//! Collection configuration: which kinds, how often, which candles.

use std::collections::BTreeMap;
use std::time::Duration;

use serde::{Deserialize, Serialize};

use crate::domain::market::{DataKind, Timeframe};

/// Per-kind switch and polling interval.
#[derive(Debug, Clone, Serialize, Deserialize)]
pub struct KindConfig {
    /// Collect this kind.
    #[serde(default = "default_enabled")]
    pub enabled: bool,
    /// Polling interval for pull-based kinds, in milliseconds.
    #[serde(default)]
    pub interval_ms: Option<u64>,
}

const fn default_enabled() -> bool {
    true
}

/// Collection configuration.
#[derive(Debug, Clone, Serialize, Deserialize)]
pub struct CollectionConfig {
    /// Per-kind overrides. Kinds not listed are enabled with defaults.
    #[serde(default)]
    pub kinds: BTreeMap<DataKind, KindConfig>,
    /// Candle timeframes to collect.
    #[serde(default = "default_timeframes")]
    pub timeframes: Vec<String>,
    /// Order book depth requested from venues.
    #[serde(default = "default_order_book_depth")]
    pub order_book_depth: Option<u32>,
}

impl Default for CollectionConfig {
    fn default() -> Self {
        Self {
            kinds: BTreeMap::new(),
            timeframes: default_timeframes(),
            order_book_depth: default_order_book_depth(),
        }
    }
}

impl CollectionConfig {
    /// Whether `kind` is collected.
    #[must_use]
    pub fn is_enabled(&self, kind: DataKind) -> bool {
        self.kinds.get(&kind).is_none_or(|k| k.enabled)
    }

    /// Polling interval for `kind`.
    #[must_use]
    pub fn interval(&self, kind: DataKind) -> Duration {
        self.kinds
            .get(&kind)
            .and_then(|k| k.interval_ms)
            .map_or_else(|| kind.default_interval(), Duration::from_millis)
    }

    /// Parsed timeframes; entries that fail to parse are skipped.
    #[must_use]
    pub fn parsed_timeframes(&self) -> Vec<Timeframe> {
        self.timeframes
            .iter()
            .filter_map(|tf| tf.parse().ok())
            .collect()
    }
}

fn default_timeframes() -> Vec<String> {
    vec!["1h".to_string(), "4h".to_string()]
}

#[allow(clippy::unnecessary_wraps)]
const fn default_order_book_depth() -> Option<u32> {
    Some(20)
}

---

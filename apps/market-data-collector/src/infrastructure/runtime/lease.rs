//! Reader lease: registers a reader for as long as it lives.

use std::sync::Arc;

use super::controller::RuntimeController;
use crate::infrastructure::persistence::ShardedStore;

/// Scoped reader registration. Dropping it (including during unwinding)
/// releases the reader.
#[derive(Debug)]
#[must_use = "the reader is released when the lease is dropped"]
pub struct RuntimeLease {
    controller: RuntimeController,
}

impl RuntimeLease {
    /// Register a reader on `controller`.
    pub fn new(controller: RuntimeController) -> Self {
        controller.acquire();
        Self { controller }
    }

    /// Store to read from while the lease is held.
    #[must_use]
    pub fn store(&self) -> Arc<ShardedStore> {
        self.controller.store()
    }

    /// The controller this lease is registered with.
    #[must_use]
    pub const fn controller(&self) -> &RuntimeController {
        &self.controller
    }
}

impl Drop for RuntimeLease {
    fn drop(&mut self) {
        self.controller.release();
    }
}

#### [Work to complete]
Whenever a line in the entries holds the word "RuntimeController", copy that line.

#### [Reply to the exercise]
use super::controller::RuntimeController;
    controller: RuntimeController,
    pub fn new(controller: RuntimeController) -> Self {
    pub const fn controller(&self) -> &RuntimeController {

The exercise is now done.